And the Samsung Galaxy Note supports the stylus in ALL apps, not just specially written ones... Apparently, you're not too hip on the tablet scene. It's thinner, lighter, cheaper, has longer battery life, 3G, and is designed for use with a stylus, etc.
I'm quite "hip" thank you very much. My first tablet was the Compaq TC1000 in 2003, so I've been using tablets of various makes and models for about a decade now. You might have missed where I said *powerful*. I thought I was among geeks here. With a core i5, Surface has more horsepower than any Andrloid or iOS tablet available. You cannot get away with blasting battery life but not admitting the tradeoff is a much much powerful processor.
I've used the Galaxy Note 10.1, and it was slow and laggy as hell, even with its quad core A9. Using apps side by side was basically useless. Maybe this has changed with the 4.1 update, as I haven't used it since, but it still doesn't change the fact the processor cannot compare with any 3rd gen i5. Add to that the low RAM and low res screen and the specs don't compare at all.
Second, I can tell you're not very familiar with stylus support in tablets. Windows uses semi-supervised machine learning to actually learn your own handwriting. You train it at first, then it learns over time your vocabulary and handwriting style. The Note 10.1 can pretty much only recognize cursive from my experience, and has a real hard time with my combined print/script handwriting.

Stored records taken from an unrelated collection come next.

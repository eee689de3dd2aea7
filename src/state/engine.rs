//! Countdown engine state machine

use serde::{Deserialize, Serialize};

/// Default countdown duration when none is configured (10 minutes)
pub const DEFAULT_DURATION_SECS: u64 = 600;

/// Remaining-time threshold below which the near-end warning (and the
/// countdown cue window) applies
pub const NEAR_END_SECS: u64 = 10;

/// Timer state, exhaustive. Reaching zero does not auto-transition back to
/// `Idle`: the engine stays `Running` at zero with further ticks suppressed.
#[derive(Debug, Clone, Copy, PartialEq, Eq, Serialize, Deserialize)]
#[serde(rename_all = "lowercase")]
pub enum TimerState {
    Idle,
    Running,
    Paused,
}

/// Snapshot of the observable timer state, published after every mutation
#[derive(Debug, Clone, Copy, PartialEq, Eq)]
pub struct TimerSnapshot {
    pub state: TimerState,
    pub remaining_seconds: u64,
}

/// The countdown session. Owned exclusively by the engine; all mutation goes
/// through the transition methods below, which silently reject anything
/// invalid in the current state.
#[derive(Debug)]
pub struct CountdownEngine {
    state: TimerState,
    remaining_seconds: u64,
    configured_seconds: u64,
}

impl CountdownEngine {
    /// Create a new idle engine displaying the configured duration
    pub fn new(configured_seconds: u64) -> Self {
        Self {
            state: TimerState::Idle,
            remaining_seconds: configured_seconds,
            configured_seconds,
        }
    }

    pub fn state(&self) -> TimerState {
        self.state
    }

    pub fn remaining_seconds(&self) -> u64 {
        self.remaining_seconds
    }

    pub fn configured_seconds(&self) -> u64 {
        self.configured_seconds
    }

    pub fn snapshot(&self) -> TimerSnapshot {
        TimerSnapshot {
            state: self.state,
            remaining_seconds: self.remaining_seconds,
        }
    }

    /// Start the countdown from `Idle`
    ///
    /// A committed keypad duration takes precedence; with no pending input the
    /// engine falls back to the configured duration, unless the session was
    /// cleared to zero, in which case there is nothing to start. A committed
    /// duration of zero is rejected without mutating the session.
    pub fn start(&mut self, pending_seconds: Option<u64>) -> bool {
        if self.state != TimerState::Idle {
            return false;
        }
        let next = match pending_seconds {
            Some(seconds) => seconds,
            None if self.remaining_seconds > 0 => self.configured_seconds,
            None => return false,
        };
        if next == 0 {
            return false;
        }
        self.remaining_seconds = next;
        self.state = TimerState::Running;
        true
    }

    /// Toggle between `Running` and `Paused`
    ///
    /// Rejected at zero remaining in either direction: a finished countdown
    /// can only be reset.
    pub fn pause_or_resume(&mut self) -> bool {
        match self.state {
            TimerState::Running if self.remaining_seconds > 0 => {
                self.state = TimerState::Paused;
                true
            }
            TimerState::Paused if self.remaining_seconds > 0 => {
                self.state = TimerState::Running;
                true
            }
            _ => false,
        }
    }

    /// Advance the countdown by one second, floored at zero
    ///
    /// Only the owning tick source calls this, and only while `Running`.
    pub fn tick(&mut self) -> u64 {
        if self.state == TimerState::Running && self.remaining_seconds > 0 {
            self.remaining_seconds -= 1;
        }
        self.remaining_seconds
    }

    /// Reset to `Idle` with the configured duration restored
    pub fn reset(&mut self) {
        self.state = TimerState::Idle;
        self.remaining_seconds = self.configured_seconds;
    }

    /// Zero the session and force `Idle` (keypad CLEAR side effect)
    pub fn clear(&mut self) {
        self.state = TimerState::Idle;
        self.remaining_seconds = 0;
    }

    /// Label for the primary action button, a pure function of state
    pub fn button_label(&self) -> &'static str {
        match self.state {
            TimerState::Idle => "Start",
            TimerState::Running => "Pause",
            TimerState::Paused => "Resume",
        }
    }

    /// Whether the primary action would be a no-op and should be disabled
    pub fn primary_action_disabled(&self, pending_empty: bool) -> bool {
        match self.state {
            TimerState::Idle => pending_empty && self.remaining_seconds == 0,
            _ => self.remaining_seconds == 0,
        }
    }

    /// Near-end visual warning, true over the final cue window
    pub fn near_end(&self) -> bool {
        self.remaining_seconds <= NEAR_END_SECS
    }
}

impl Default for CountdownEngine {
    fn default() -> Self {
        Self::new(DEFAULT_DURATION_SECS)
    }
}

On my Windows 7 tablet I have probably 99% accuracy (1 in every 100 words wrong), which is better than I can say about my typing.
Windows also has a killer app for stylus input: OneNote. It's the bar against which I've compared every note taking application, and they all fall short. I won't get into why it's such a great app here (unless you really want to know), but it suffices to say OneNote alone makes the stylus a must have feature for a tablet.
USB drives and hard drives? What fucking century do you live in?? And pretty much everyone has a video out capability now
What century? You seriously think portable hard drives and USB drives are antiquated? What would you have me use? The "cloud"? Aside from the obvious security, reliability, and connectivity issues, USB drives and hard drives have much much higher bandwidth (USB 3.0 on Surface) and capacity/$.
As for video out, yes many tablets have this but not in combination with the other ports. Further, their implementation is often crippled, as with iPad; it requires a dongle to use, and when projected, doesn't change the aspect ratio of the display. When I connect iPad to a 24" 16:9 screen I get a 3:4 image, and all the apps are 3:4.
The best is when you play a 16:9 video you get a 16:9 video in a 4:3
Surface Pro is the best tablet that can run x86 applications. Show me another machine that is as thin, light, and powerful with a stylus. You can't.
I'll also save you the trouble of reading two replies to your posts....
It's too heavy, expensive and crappy on battery power to be a good tablet
You might say a tablet is defined by being thin and light and having all day battery life, but that's different from what I want in a tablet. I want a stylus for writing. Surface Pro has this, 90% of tablets today don't. I want ports for USB drives, portable harddrives, video out. Surface Pro has this, 90% of tablets today don't. I want an SD card slot for expansion and swapping cards. Surface Pro has this, 90% of tablets today don't. Hell even Google's Nexus tablets don't have this. So in my book, Surface Pro is the only real tablet out there. It all depends on the user's needs. The Surface pro is a little thicker and heavier than iPad (.5 lbs and.5") but the tradeoff is more power with an i5 and compatibility with millions of applications and devices. So great for you if your iPad or Android tablet is thinner and lighter and lasts all day. I don't care because they are as useless as rocks for my needs, and I'll gladly pay $899 for a tablet that does what I want.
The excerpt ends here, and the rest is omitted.